Abramovich, que ha inyectado unos 1.300 millones de libras en el club a través de créditos con condiciones muy amables, también ha asegurado que todos los beneficios de la venta -sin incluir esos 1.300 millones- se destinarán a la creación de un fondo para ayudar a las víctimas de la invasión rusa de Ucrania. El Gobierno británico está de acuerdo con eso, pero no todo es tan fácil como parece cuando están sobre la mesa más de 3.000 millones de libras.

Ese dinero, una vez la operación esté completa, se transferirá a una cuenta bancaria controlada por Reino Unido en la que se quedará hasta que se tome una decisión final.

¿Quién se va a quedar el Chelsea?

Algunas de las ofertas que han llegado por el Chelsea antes de que se cerrara el plazo el viernes de la semana pasada son mejores que otras, claro. Por lo tanto, ya hay una serie de favoritos a pasar ese primer corte que establecerá Raine, entre los que hay nombres muy relevantes en la industria del deporte.

Entre el cuarteto, según las informaciones publicadas por The Athletic, un grupo de inversores liderados por Todd Boehly, el dueño de Los Angeles Dodgers de la MLB de béisbol. Precisamente uno de los copropietarios de esa franquicia es el legendario Magic Johnson, si bien no ha trascendido si también aportará capital en esta nueva inversión. En la pugna también hay otra oferta procedente del béisbol: la que ha enviado la familia Rickett, dueños de los Chicago Cubs.

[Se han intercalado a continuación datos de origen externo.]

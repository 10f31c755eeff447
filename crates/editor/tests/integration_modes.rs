//! Integration tests for the editor's mode routing, driven through
//! screen-space input events.

use egui::PointerButton;
use glam::Vec3;
use snap_editor_lib::drag::{Cursor, DragEvent};
use snap_editor_lib::state::settings::EditorSettings;
use snap_editor_lib::viewport::input::InputEvent;
use snap_editor_lib::{Editor, EditorEvent};

fn editor() -> Editor {
    Editor::with_seed(EditorSettings::default(), 5)
}

fn press(e: &mut Editor, world: Vec3) {
    let pos = e.screen_position(world).unwrap();
    e.handle_input(&InputEvent::PointerMove { pos });
    e.handle_input(&InputEvent::PointerDown {
        pos,
        button: PointerButton::Primary,
    });
}

fn move_to(e: &mut Editor, world: Vec3) {
    let pos = e.screen_position(world).unwrap();
    e.handle_input(&InputEvent::PointerMove { pos });
}

fn release(e: &mut Editor) {
    e.handle_input(&InputEvent::PointerUp {
        pos: egui::Pos2::ZERO,
    });
}

#[test]
fn test_add_mode_places_on_marker() {
    let mut e = editor();
    e.set_add_object_mode(true);
    move_to(&mut e, Vec3::new(1.0, 0.0, -1.0));
    e.frame();
    assert!(e.marker.visible);
    assert!(e.marker.position.abs_diff_eq(Vec3::new(1.0, 0.0, -1.0), 1e-4));

    press(&mut e, Vec3::new(1.0, 0.0, -1.0));
    assert_eq!(e.scene.block_count(), 1);
    let block = e.scene.blocks().next().unwrap();
    assert!(block.position.abs_diff_eq(Vec3::new(1.0, 0.25, -1.0), 1e-4));
    // Add mode never starts a drag
    assert!(!e.drag.is_dragging());
}

#[test]
fn test_leaving_add_mode_hides_marker() {
    let mut e = editor();
    e.set_add_object_mode(true);
    move_to(&mut e, Vec3::ZERO);
    e.frame();
    assert!(e.marker.visible);

    e.set_add_object_mode(false);
    e.frame();
    assert!(!e.marker.visible);
    assert!(e.mode().drag_enabled);
}

#[test]
fn test_add_mode_switch_waits_for_drag_end() {
    let mut e = editor();
    let id = e.place_at(Vec3::ZERO).unwrap();
    press(&mut e, Vec3::ZERO);
    assert!(e.drag.is_dragging());

    e.set_add_object_mode(true);
    assert!(!e.mode().add_object_mode);
    assert_eq!(e.pending_add_mode(), Some(true));

    // The in-progress drag keeps following the pointer through frames
    e.frame();
    move_to(&mut e, Vec3::new(-2.0, 0.0, 0.0));
    e.frame();
    let pos = e.scene.world_position(&id).unwrap();
    assert!(pos.abs_diff_eq(Vec3::new(-2.0, 0.25, 0.0), 1e-4));
    assert!(e.drag.is_dragging());

    release(&mut e);
    assert!(e.mode().add_object_mode);
    assert!(!e.mode().drag_enabled);
    assert_eq!(e.pending_add_mode(), None);

    let events = e.drain_events();
    let end = events
        .iter()
        .position(|ev| matches!(ev, EditorEvent::Pointer(DragEvent::DragEnd { .. })))
        .unwrap();
    let mode = events
        .iter()
        .position(|ev| matches!(ev, EditorEvent::ModeChanged { add_object_mode: true }))
        .unwrap();
    assert!(end < mode);
}

#[test]
fn test_press_on_empty_space_changes_nothing() {
    let mut e = editor();
    e.place_at(Vec3::ZERO).unwrap();
    e.drain_events();
    let before = e.mode();
    press(&mut e, Vec3::new(2.5, 0.0, 1.5));
    assert!(!e.drag.is_dragging());
    assert_eq!(e.mode(), before);
    assert!(e
        .drain_events()
        .iter()
        .all(|ev| !matches!(ev, EditorEvent::Pointer(DragEvent::DragStart { .. }))));
}

#[test]
fn test_hover_cursor() {
    let mut e = editor();
    e.place_at(Vec3::ZERO).unwrap();
    move_to(&mut e, Vec3::ZERO);
    assert_eq!(e.cursor(), Cursor::Pointer);
    press(&mut e, Vec3::ZERO);
    assert_eq!(e.cursor(), Cursor::Move);
    release(&mut e);
    assert_eq!(e.cursor(), Cursor::Pointer);
    move_to(&mut e, Vec3::new(2.5, 0.0, 1.5));
    assert_eq!(e.cursor(), Cursor::Auto);
}

#[test]
fn test_drag_snaps_on_release() {
    let mut e = editor();
    let a = e.place_at(Vec3::ZERO).unwrap();
    let b = e.place_at(Vec3::new(1.5, 0.0, 0.0)).unwrap();
    e.drag_block_to(&a, Vec3::new(0.4, 0.0, 0.0)).unwrap();

    let events = e.drain_events();
    let snapped = events.iter().find_map(|ev| match ev {
        EditorEvent::Snapped(c) => Some(c.clone()),
        _ => None,
    });
    let snapped = snapped.unwrap();
    assert_eq!(snapped.target, b);

    let pa = e.scene.connection_points_world(&a)[1];
    let pb = e.scene.connection_points_world(&b)[0];
    assert!(pa.distance(pb) < 1e-5);
    assert!(!e.scene.get(&a).unwrap().highlighted);
}

#[test]
fn test_undo_reverts_drag_and_snap() {
    let mut e = editor();
    let a = e.place_at(Vec3::ZERO).unwrap();
    e.place_at(Vec3::new(1.5, 0.0, 0.0)).unwrap();
    e.drag_block_to(&a, Vec3::new(0.4, 0.0, 0.0)).unwrap();
    assert!(e.undo());
    assert_eq!(e.scene.world_position(&a), Some(Vec3::new(0.0, 0.25, 0.0)));
    assert!(e.redo());
    assert!(e.scene.world_position(&a).unwrap().abs_diff_eq(Vec3::new(0.5, 0.25, 0.0), 1e-4));
}

#[test]
fn test_touch_drag() {
    let mut e = editor();
    let id = e.place_at(Vec3::ZERO).unwrap();
    let start = e.screen_position(Vec3::ZERO).unwrap();
    let end = e.screen_position(Vec3::new(0.0, 0.0, 1.5)).unwrap();

    e.handle_input(&InputEvent::TouchStart { touches: vec![start] });
    assert!(e.drag.is_dragging());
    e.handle_input(&InputEvent::TouchMove { touches: vec![end] });
    e.handle_input(&InputEvent::TouchEnd);
    assert!(!e.drag.is_dragging());
    let pos = e.scene.world_position(&id).unwrap();
    assert!(pos.abs_diff_eq(Vec3::new(0.0, 0.25, 1.5), 1e-4));

    // Touch without touch points is ignored
    e.handle_input(&InputEvent::TouchStart { touches: vec![] });
    assert!(!e.drag.is_dragging());
}

#[test]
fn test_rotate_key_setting() {
    let mut settings = EditorSettings::default();
    settings.keys.rotate = "Space".to_string();
    let mut e = Editor::with_seed(settings, 1);
    let id = e.place_at(Vec3::ZERO).unwrap();
    press(&mut e, Vec3::ZERO);

    e.handle_input(&InputEvent::KeyDown { key: egui::Key::R });
    assert_eq!(e.scene.get(&id).unwrap().rotation, glam::Quat::IDENTITY);
    e.handle_input(&InputEvent::KeyDown {
        key: egui::Key::Space,
    });
    assert_ne!(e.scene.get(&id).unwrap().rotation, glam::Quat::IDENTITY);
    assert!(e
        .drain_events()
        .iter()
        .any(|ev| matches!(ev, EditorEvent::Rotated { object } if *object == id)));
}

#[test]
fn test_viewport_offset_respected() {
    let mut e = editor();
    let id = e.place_at(Vec3::ZERO).unwrap();
    e.handle_input(&InputEvent::Resize {
        rect: egui::Rect::from_min_size(egui::pos2(200.0, 100.0), egui::vec2(800.0, 600.0)),
    });
    let pos = e.screen_position(Vec3::ZERO).unwrap();
    assert!((pos.x - 600.0).abs() < 1e-3);
    assert!((pos.y - 400.0).abs() < 1e-3);

    press(&mut e, Vec3::ZERO);
    assert_eq!(e.drag.selected(), Some(&id));
}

A eso hay que sumar a Woody Johnson, propietario de los New York Jets de la NFL, además del grupo angloestadounidense que forman Sir Martin Broughton, expresidente del Liverpool, y los actuales dueños del también londinense Crystal Palace, Josh Harris y David Blitzer.

El legado económico

Mucho ha cambiado en lo deportivo en el Chelsea desde que Roman Abramovich tomó el control en el año 2003 por unos 150 millones de libras, pero todavía más en lo económico. Los ingresos operativos del club desde esa fecha hasta la temporada en la que llegó la pandemia crecieron un 282%.

placeholder El español César Azpilicueta celebra un gol del Chelsea. (Reuters)
El español César Azpilicueta celebra un gol del Chelsea. (Reuters)

Según los datos de KPMG Football Benchmark, la venta de derechos televisivos, si bien se negocian en un paquete conjunto con el resto de clubes de la Premier League, han aumentado un 166% en dicho periodo, mientras que los ingresos comerciales se han disparado un 366%. Dentro de este último concepto están el acuerdo con Nike por casi 70 millones de euros anuales o los 46 millones que paga la compañía de telecomunicaciones Three por aparecer en la camiseta del equipo.

Abramovich también provocó un cambio en el mercado de fichajes. Su llegada sacudió los cimientos de los traspasos y desde su llegada el Chelsea ha gastado más de 2.300 millones de euros en incorporar jugadores. El más caro de ellos ha sido Romelu Lukaku, que llegó a Londres procedente del Inter de Milán este verano a cambio de 115 millones de euros. En cuanto a las ventas, los ingresos por la marcha de jugadores han superado los 1.200 millones de euros, con el acuerdo con el Real Madrid por Eden Hazard, cifrado en el entorno de los 100 millones de euros, a la cabeza.

El pasado 2 de marzo, seis días después del comienzo de la invasión de Rusia a Ucrania, Roman Abramovich puso a la venta el Chelsea, actual campeón de Europa y del mundo de clubes. Lo que parecía ser una operación obligada por las sanciones del ejecutivo británico ha derivado en una puja ávida del mercado que va a disparar el precio del equipo londinense por encima de los 3.000 millones de libras y lo va a convertir en el club deportivo más caro de la historia.